In black-moods he would question what he was doing in gloomy, smog-infested London. He would paint small watercolours on paper when he couldn’t afford oils but one brightly coloured large canvas from this era (seen above my mantelpiece) was an explosion of vibrant colour. I woke up to it for many years until one day I saw it as a possible self-portrait as I saw a violently exploding head, a blood red mouth and projectile eyes and wondered if this is how he had felt inside?
By 1964 the marital rows ensued as his disruptive lifestyle of drinking, gambling, debt and sexual infidelity destroyed my parents’ marriage. He’d taken a day job with the Pakistani Embassy in London in an attempt to make ends meet, sadly to no avail. Eventually, one day he entered the offices of the Pakistan International Airlines and swapped a painting for a one-way ticket to Pakistan and left us destitute just days before Christmas that same year.
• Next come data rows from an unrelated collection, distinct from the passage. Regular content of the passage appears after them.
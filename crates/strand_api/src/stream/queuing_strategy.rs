//! Queuing strategies.
//!
//! The strategy handed to a stream constructor is any object with optional
//! `highWaterMark` and `size` members; `CountQueuingStrategy` and
//! `ByteLengthQueuingStrategy` are the builtin shapes. A missing
//! `highWaterMark` falls back to a per-call-site default and the default
//! strategy behaves like `new CountQueuingStrategy({highWaterMark: 1})`.
//!
//! More information:
//!  - [WHATWG Streams specification - § 7. Queuing strategies][spec]
//!
//! [spec]: https://streams.spec.whatwg.org/#qs

use boa_engine::{
    js_string,
    object::{builtins::JsFunction, Object},
    property::Attribute,
    value::TryFromJs,
    Context, JsArgs, JsNativeError, JsResult, JsValue, NativeFunction,
};
use boa_gc::{Finalize, GcRefMut, Trace};
use strand_core::{
    accessor,
    native::{
        register_global_class, Accessor, ClassBuilder, JsNativeObject, NativeClass,
    },
};

/// A parsed `{highWaterMark, size}` bag. `high_water_mark` is validated:
/// neither NaN nor negative.
#[derive(Default)]
pub struct QueuingStrategy {
    pub high_water_mark: Option<f64>,
    pub size: Option<JsFunction>,
}

impl QueuingStrategy {
    /// https://streams.spec.whatwg.org/#validate-and-normalize-high-water-mark
    pub fn extract_high_water_mark(&self, default_hwm: f64) -> f64 {
        self.high_water_mark.unwrap_or(default_hwm)
    }

    pub fn from_value(value: &JsValue, context: &mut Context) -> JsResult<Self> {
        if value.is_undefined() {
            return Ok(Self::default());
        }
        value.try_js_into(context)
    }
}

impl TryFromJs for QueuingStrategy {
    fn try_from_js(value: &JsValue, context: &mut Context) -> JsResult<Self> {
        let obj = value.as_object().ok_or_else(|| {
            JsNativeError::typ().with_message("Expected a queuing strategy object")
        })?;

        let high_water_mark = if obj.has_property(js_string!("highWaterMark"), context)?
        {
            let hwm = obj
                .get(js_string!("highWaterMark"), context)?
                .to_number(context)?;
            if hwm.is_nan() || hwm < 0.0 {
                return Err(JsNativeError::range()
                    .with_message("Invalid highWaterMark")
                    .into());
            }
            Some(hwm)
        } else {
            None
        };

        let size = if obj.has_property(js_string!("size"), context)? {
            let size = obj.get(js_string!("size"), context)?;
            if size.is_undefined() {
                None
            } else {
                Some(
                    size.as_callable()
                        .and_then(|obj| JsFunction::from_object(obj.clone()))
                        .ok_or_else(|| {
                            JsNativeError::typ()
                                .with_message("Queuing strategy size must be callable")
                        })?,
                )
            }
        } else {
            None
        };

        Ok(Self {
            high_water_mark,
            size,
        })
    }
}

fn high_water_mark_from_args(
    args: &[JsValue],
    context: &mut Context,
) -> JsResult<f64> {
    let obj = args.get_or_undefined(0).as_object().cloned().ok_or_else(|| {
        JsNativeError::typ().with_message("Expected an init object with highWaterMark")
    })?;
    obj.get(js_string!("highWaterMark"), context)?
        .to_number(context)
}

#[derive(Trace, Finalize)]
pub struct CountQueuingStrategy {
    pub high_water_mark: f64,
}

impl CountQueuingStrategy {
    fn try_from_js(value: &JsValue) -> JsResult<GcRefMut<'_, Object, Self>> {
        value
            .as_object()
            .and_then(|obj| obj.downcast_mut::<Self>())
            .ok_or_else(|| {
                JsNativeError::typ()
                    .with_message(
                        "Failed to convert js value into rust type `CountQueuingStrategy`",
                    )
                    .into()
            })
    }
}

pub struct CountQueuingStrategyClass;

impl CountQueuingStrategyClass {
    fn high_water_mark(context: &mut Context) -> Accessor {
        accessor!(
            context,
            CountQueuingStrategy,
            "highWaterMark",
            get:((strategy, _context) => Ok(strategy.high_water_mark.into()))
        )
    }

    /// Every chunk counts for one.
    fn size(
        _this: &JsValue,
        _args: &[JsValue],
        _context: &mut Context,
    ) -> JsResult<JsValue> {
        Ok(JsValue::from(1))
    }
}

impl NativeClass for CountQueuingStrategyClass {
    type Instance = CountQueuingStrategy;

    const NAME: &'static str = "CountQueuingStrategy";

    const LENGTH: usize = 1;

    fn constructor(
        _this: &JsNativeObject<CountQueuingStrategy>,
        args: &[JsValue],
        context: &mut Context,
    ) -> JsResult<CountQueuingStrategy> {
        Ok(CountQueuingStrategy {
            high_water_mark: high_water_mark_from_args(args, context)?,
        })
    }

    fn init(class: &mut ClassBuilder<'_, '_>) -> JsResult<()> {
        let high_water_mark = Self::high_water_mark(class.context());
        class
            .accessor(
                js_string!("highWaterMark"),
                high_water_mark,
                Attribute::all(),
            )
            .method(
                js_string!("size"),
                0,
                NativeFunction::from_fn_ptr(Self::size),
            );
        Ok(())
    }
}

#[derive(Trace, Finalize)]
pub struct ByteLengthQueuingStrategy {
    pub high_water_mark: f64,
}

impl ByteLengthQueuingStrategy {
    fn try_from_js(value: &JsValue) -> JsResult<GcRefMut<'_, Object, Self>> {
        value
            .as_object()
            .and_then(|obj| obj.downcast_mut::<Self>())
            .ok_or_else(|| {
                JsNativeError::typ()
                    .with_message(
                        "Failed to convert js value into rust type `ByteLengthQueuingStrategy`",
                    )
                    .into()
            })
    }
}

pub struct ByteLengthQueuingStrategyClass;

impl ByteLengthQueuingStrategyClass {
    fn high_water_mark(context: &mut Context) -> Accessor {
        accessor!(
            context,
            ByteLengthQueuingStrategy,
            "highWaterMark",
            get:((strategy, _context) => Ok(strategy.high_water_mark.into()))
        )
    }

    /// A chunk counts for its `byteLength`.
    fn size(
        _this: &JsValue,
        args: &[JsValue],
        context: &mut Context,
    ) -> JsResult<JsValue> {
        let chunk = args.get_or_undefined(0);
        let Some(obj) = chunk.as_object() else {
            return Err(JsNativeError::typ()
                .with_message("Expected a chunk with byteLength")
                .into());
        };
        obj.get(js_string!("byteLength"), context)
    }
}

impl NativeClass for ByteLengthQueuingStrategyClass {
    type Instance = ByteLengthQueuingStrategy;

    const NAME: &'static str = "ByteLengthQueuingStrategy";

    const LENGTH: usize = 1;

    fn constructor(
        _this: &JsNativeObject<ByteLengthQueuingStrategy>,
        args: &[JsValue],
        context: &mut Context,
    ) -> JsResult<ByteLengthQueuingStrategy> {
        Ok(ByteLengthQueuingStrategy {
            high_water_mark: high_water_mark_from_args(args, context)?,
        })
    }

    fn init(class: &mut ClassBuilder<'_, '_>) -> JsResult<()> {
        let high_water_mark = Self::high_water_mark(class.context());
        class
            .accessor(
                js_string!("highWaterMark"),
                high_water_mark,
                Attribute::all(),
            )
            .method(
                js_string!("size"),
                1,
                NativeFunction::from_fn_ptr(Self::size),
            );
        Ok(())
    }
}

pub struct QueuingStrategyApi;

impl strand_core::Api for QueuingStrategyApi {
    fn init(self, context: &mut Context) {
        register_global_class::<CountQueuingStrategyClass>(context)
            .expect("The `CountQueuingStrategy` class shouldn't exist yet");
        register_global_class::<ByteLengthQueuingStrategyClass>(context)
            .expect("The `ByteLengthQueuingStrategy` class shouldn't exist yet");
    }
}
A few years later he returned to London and I accidentally bumped into him whilst playing with a friend after school. He was their family’s lodger and we were unaware he was back in the UK. He had apparently handed back the keys to a rental art studio, stating that he could not paint without his children around. He wanted my mother to come back with him to Pakistan but she refused. A bitter divorce ensued and custody was awarded to my mother, a former teacher, who continued to raise us to encourage and appreciate art amid the plethora of galleries London had to offer.
My teenage cousin wrote to me in the 1970’s recalling how she’d have tea with my father and watch him paint. On telling her about writing this retrospective she said whatever happened to her then he would imagine it to be me, not her. He would pamper my cousin as a way of consoling his guilt. He would tell her how much he loved me, citing me his ‘Princess’. During my teen years, he wrote gushing, poetic letters with attempts to reconcile with us. Unfortunately, his premature demise meant that this reconciliation would never happen.
It is hard to discuss his art without dissecting his personality and trying to understand his inner turmoil but this unrest, beauty and confusion is brushed across canvases for eternity.
Later in my life; I grew to understand more. Both he and my mother were abandoned by their mothers. It’s likely that many of his troubles stemmed from this but it is with much acknowledgment that, had he been more ‘normal’ he would not have had the ability to create such complex works.
He remains in death, as in Life; an Enigma.